The Future of Sustainable Design on at the AIBC Gallery


Have you been curious what steps the City of Vancouver can take to help reach our ambition of becoming the Greenest City by 2020? Until November 30th, you can see the leading edge of energy-efficient house design on display at the AIBC gallery at 100 – 440 Cambie Street.

New bricks are made with wood chips and fungal spores.
New bricks are made with wood chips and fungal spores.

The exhibition, ran with Canadian Passive House Institute now called Passive House Canada and titled Art and Science of the High-Performance Passive House, showcases products ranging from bricks made of mushroom spores to thermally-separated balcony attachments. A variety of inspirational precedent houses designed to Passive House standards are also on display.

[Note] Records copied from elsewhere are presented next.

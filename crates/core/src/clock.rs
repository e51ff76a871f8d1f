// SPDX-License-Identifier: BUSL-1.1
// Copyright (c) 2026 Alfred Jean LLC

//! Clock abstraction for lease expiry arithmetic
//!
//! Lease deadlines are wall-clock timestamps that travel inside the lock
//! object, so the clock deals in [`DateTime<Utc>`] rather than monotonic
//! instants.

use std::sync::{Arc, Mutex};
use std::time::Duration;

use chrono::{DateTime, Utc};

/// A clock that provides the current wall-clock time
pub trait Clock: Clone + Send + Sync {
    fn now(&self) -> DateTime<Utc>;
}

/// Real system clock
#[derive(Clone, Default)]
pub struct SystemClock;

impl Clock for SystemClock {
    fn now(&self) -> DateTime<Utc> {
        Utc::now()
    }
}

/// Fake clock for testing with controllable time
#[derive(Clone)]
pub struct FakeClock {
    current: Arc<Mutex<DateTime<Utc>>>,
}

impl FakeClock {
    pub fn new() -> Self {
        Self {
            current: Arc::new(Mutex::new(Utc::now())),
        }
    }

    /// Advance the clock by the given duration
    pub fn advance(&self, duration: Duration) {
        let mut current = self.current.lock().unwrap_or_else(|e| e.into_inner());
        *current = *current + duration;
    }

    /// Set the clock to a specific timestamp
    pub fn set(&self, timestamp: DateTime<Utc>) {
        let mut current = self.current.lock().unwrap_or_else(|e| e.into_inner());
        *current = timestamp;
    }
}

impl Default for FakeClock {
    fn default() -> Self {
        Self::new()
    }
}

impl Clock for FakeClock {
    fn now(&self) -> DateTime<Utc> {
        *self.current.lock().unwrap_or_else(|e| e.into_inner())
    }
}

#[cfg(test)]
#[path = "clock_tests.rs"]
mod tests;
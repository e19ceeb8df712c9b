use actix_web::{App, HttpServer, web};
use tracing_subscriber::{layer::SubscriberExt, util::SubscriberInitExt};

mod api;
mod app;
mod model;
mod service;

use app::AppState;
use model::Config;

#[tokio::main]
async fn main() -> std::io::Result<()> {
    // Load .env file if present (ignore if missing)
    let _ = dotenvy::dotenv();

    // Initialize tracing
    tracing_subscriber::registry()
        .with(
            tracing_subscriber::EnvFilter::try_from_default_env().unwrap_or_else(|_| "info".into()),
        )
        .with(tracing_subscriber::fmt::layer())
        .init();

    let config = Config::from_env();
    let bind_addr = config.bind_addr();

    let state = AppState::new(&config).map_err(|e| {
        tracing::error!(error = %e, "Failed to initialize application state");
        std::io::Error::other(e.to_string())
    })?;

    let pipeline = web::Data::from(state.pipeline);
    let registry = web::Data::from(state.registry);

    tracing::info!("Starting bailcheck server on {}", bind_addr);

    HttpServer::new(move || {
        App::new()
            .app_data(pipeline.clone())
            .app_data(registry.clone())
            .configure(api::configure)
    })
    .bind(&bind_addr)?
    .run()
    .await
}
//! Prompts for case extraction and bail drafting

use crate::model::CaseExtraction;

/// System prompt for structured extraction
pub const EXTRACTION_SYSTEM_PROMPT: &str = r#"You are a legal data extraction AI. Extract information from FIR descriptions.
Return ONLY valid JSON with these exact fields:
{
  "accusedName": "full name with father's name if available",
  "age": "age if mentioned, otherwise null",
  "address": "residential address if mentioned",
  "ipcSections": ["list", "of", "IPC", "sections"],
  "location": "location of incident",
  "policeStation": "police station name",
  "offenseType": "type of offense",
  "firNumber": "FIR number if mentioned",
  "firDate": "FIR date if mentioned",
  "complainant": "complainant name if mentioned",
  "propertyValue": "value of stolen/damaged property if mentioned",
  "evidence": "evidence mentioned (CCTV, witnesses, etc.)",
  "arrestStatus": "arrest status if mentioned"
}
Return ONLY the JSON object, no markdown, no explanations. Use null for fields not found in the text."#;

/// System prompt for bail drafting
pub const DRAFTING_SYSTEM_PROMPT: &str = r#"You are a legal drafting assistant. Generate formal bail applications.
Use professional legal language and proper formatting."#;

/// Build the user prompt for extraction
pub fn build_extraction_prompt(case_description: &str) -> String {
    format!(
        r#"Extract information from this FIR:

{}

Return only JSON with all available fields."#,
        case_description
    )
}

/// Build the user prompt for drafting
pub fn build_drafting_prompt(extraction: &CaseExtraction) -> String {
    let mut prompt = format!(
        r#"Generate a formal bail application under Section 439 CrPC for the Court of Sessions Judge, Delhi.

Case Details:
- Accused Name: {}
- IPC Sections: {}
- Location: {}
- Police Station: {}
- Offense Type: {}
"#,
        extraction.accused_name,
        extraction.ipc_sections.join(", "),
        extraction.location,
        extraction.police_station,
        extraction.offense_type,
    );

    let optional = [
        ("Age", &extraction.age),
        ("Address", &extraction.address),
        ("FIR Number", &extraction.fir_number),
        ("FIR Date", &extraction.fir_date),
        ("Complainant", &extraction.complainant),
        ("Property Value", &extraction.property_value),
        ("Evidence", &extraction.evidence),
        ("Arrest Status", &extraction.arrest_status),
    ];
    for (label, value) in optional {
        if let Some(value) = value {
            prompt.push_str(&format!("- {}: {}\n", label, value));
        }
    }

    prompt.push_str("\nCite statutory sections in the form \"Section <number> IPC\". Format the application professionally.");
    prompt
}

/// Template used when the provider cannot produce a draft
pub fn fallback_draft(extraction: &CaseExtraction) -> String {
    format!(
        r#"IN THE COURT OF SESSIONS JUDGE, DELHI
Bail Application under Section 439 CrPC

Accused: {name}

[Draft generation failed - using fallback template]

The present bail application is filed on behalf of {name} in connection with FIR registered at {station} under Section {sections} IPC.

The alleged incident occurred at {location}.

PRAYER:
It is respectfully prayed that this Hon'ble Court grant bail to the accused in the interest of justice."#,
        name = extraction.accused_name,
        station = extraction.police_station,
        sections = extraction.ipc_sections.join(", "),
        location = extraction.location,
    )
}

Passive House certified design has been highly successful, yet slow to catch on in Vancouver. The criteria for a certified design are performative, rather than prescriptive — this means the heating, air exchanges, and electricity use are tested for compliance at the end of construction rather beforehand. Prescriptive designs run the risk of not responding to specific site conditions that the standards may not have accounted for.

According to members of the launch panel held on November 10th, Passive Houses can carry an additional 10% in the capital cost while saving up to 90% on the hydro bill. Few houses have been built so far as the construction requires extra-thick walls that eliminate occupied square feet and includes techniques that contractors are unfamiliar with. Beyond reducing the cost of your bill, the designs eliminate noise, allow for extraordinary indoor air quality, and provide consistent temperatures across the whole space (including by the windows).

The exhibition is open until November 30th. Gallery hours.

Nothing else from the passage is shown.